(Stored data entries)
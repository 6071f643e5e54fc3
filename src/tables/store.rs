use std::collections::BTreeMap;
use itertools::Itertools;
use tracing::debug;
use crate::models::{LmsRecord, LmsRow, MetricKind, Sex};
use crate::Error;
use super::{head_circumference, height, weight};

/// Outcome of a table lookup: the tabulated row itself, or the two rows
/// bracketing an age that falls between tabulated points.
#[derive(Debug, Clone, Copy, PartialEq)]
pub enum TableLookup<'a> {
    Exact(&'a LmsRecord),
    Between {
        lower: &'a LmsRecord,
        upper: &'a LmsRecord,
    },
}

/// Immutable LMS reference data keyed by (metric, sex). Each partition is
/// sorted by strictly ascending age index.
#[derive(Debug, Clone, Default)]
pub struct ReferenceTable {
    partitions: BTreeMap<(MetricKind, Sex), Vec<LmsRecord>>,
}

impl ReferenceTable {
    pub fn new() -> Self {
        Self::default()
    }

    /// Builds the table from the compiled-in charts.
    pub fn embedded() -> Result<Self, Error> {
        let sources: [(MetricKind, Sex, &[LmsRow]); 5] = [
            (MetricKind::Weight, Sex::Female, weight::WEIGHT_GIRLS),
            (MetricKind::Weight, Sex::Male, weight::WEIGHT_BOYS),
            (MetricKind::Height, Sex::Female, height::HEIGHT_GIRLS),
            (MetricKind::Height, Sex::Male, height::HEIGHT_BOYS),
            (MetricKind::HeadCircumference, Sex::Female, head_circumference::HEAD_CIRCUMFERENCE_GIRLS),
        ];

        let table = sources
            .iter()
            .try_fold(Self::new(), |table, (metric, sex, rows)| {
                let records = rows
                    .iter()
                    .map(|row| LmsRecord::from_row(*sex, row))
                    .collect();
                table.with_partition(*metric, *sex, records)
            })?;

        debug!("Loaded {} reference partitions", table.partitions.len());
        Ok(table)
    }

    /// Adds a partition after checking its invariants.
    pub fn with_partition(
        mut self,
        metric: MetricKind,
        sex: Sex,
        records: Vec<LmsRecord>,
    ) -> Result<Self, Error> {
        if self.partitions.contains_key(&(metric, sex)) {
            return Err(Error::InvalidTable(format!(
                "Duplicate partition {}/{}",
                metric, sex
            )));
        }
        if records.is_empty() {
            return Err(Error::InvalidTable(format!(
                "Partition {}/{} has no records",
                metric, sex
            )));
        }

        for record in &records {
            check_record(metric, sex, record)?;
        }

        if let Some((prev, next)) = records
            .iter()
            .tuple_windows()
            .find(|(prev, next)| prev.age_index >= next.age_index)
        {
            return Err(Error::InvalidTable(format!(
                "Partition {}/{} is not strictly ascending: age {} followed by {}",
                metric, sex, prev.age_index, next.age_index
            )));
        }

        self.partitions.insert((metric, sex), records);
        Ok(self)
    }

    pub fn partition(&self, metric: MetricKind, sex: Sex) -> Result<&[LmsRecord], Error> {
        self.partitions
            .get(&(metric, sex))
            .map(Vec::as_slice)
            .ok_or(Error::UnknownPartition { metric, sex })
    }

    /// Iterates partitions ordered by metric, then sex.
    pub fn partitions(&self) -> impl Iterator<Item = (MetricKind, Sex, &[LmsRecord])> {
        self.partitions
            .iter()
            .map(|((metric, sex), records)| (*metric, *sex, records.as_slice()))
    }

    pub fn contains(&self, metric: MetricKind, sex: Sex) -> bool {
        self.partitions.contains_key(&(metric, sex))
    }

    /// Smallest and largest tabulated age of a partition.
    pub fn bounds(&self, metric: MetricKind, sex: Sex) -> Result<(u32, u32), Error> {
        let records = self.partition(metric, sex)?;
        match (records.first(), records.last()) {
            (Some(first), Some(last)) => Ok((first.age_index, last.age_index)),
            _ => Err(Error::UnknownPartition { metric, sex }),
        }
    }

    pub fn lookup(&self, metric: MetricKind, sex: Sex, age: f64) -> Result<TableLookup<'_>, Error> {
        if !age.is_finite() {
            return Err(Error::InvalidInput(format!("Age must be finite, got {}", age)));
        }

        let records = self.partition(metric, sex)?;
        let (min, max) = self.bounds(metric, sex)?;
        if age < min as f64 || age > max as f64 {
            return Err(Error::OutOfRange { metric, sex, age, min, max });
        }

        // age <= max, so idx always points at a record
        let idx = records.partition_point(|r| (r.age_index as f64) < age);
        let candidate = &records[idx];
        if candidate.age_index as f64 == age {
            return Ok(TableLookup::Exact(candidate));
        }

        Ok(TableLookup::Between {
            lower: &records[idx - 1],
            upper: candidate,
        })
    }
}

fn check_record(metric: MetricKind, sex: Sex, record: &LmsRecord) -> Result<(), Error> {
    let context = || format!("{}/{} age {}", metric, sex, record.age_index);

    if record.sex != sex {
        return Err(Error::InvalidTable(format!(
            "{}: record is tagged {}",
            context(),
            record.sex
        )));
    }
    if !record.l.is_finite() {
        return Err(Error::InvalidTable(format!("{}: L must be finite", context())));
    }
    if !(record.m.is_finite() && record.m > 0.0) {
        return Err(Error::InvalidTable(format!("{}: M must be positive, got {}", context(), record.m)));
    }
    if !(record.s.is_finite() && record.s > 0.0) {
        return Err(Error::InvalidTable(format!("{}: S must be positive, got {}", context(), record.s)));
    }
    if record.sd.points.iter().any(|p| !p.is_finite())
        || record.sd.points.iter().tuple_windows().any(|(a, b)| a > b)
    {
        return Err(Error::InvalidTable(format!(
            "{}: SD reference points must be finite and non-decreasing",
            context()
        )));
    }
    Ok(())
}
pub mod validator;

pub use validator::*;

TRY IT: The answer must consist solely of the number of lines in the entries that contain the word "rows".

TASK ANSWER: 3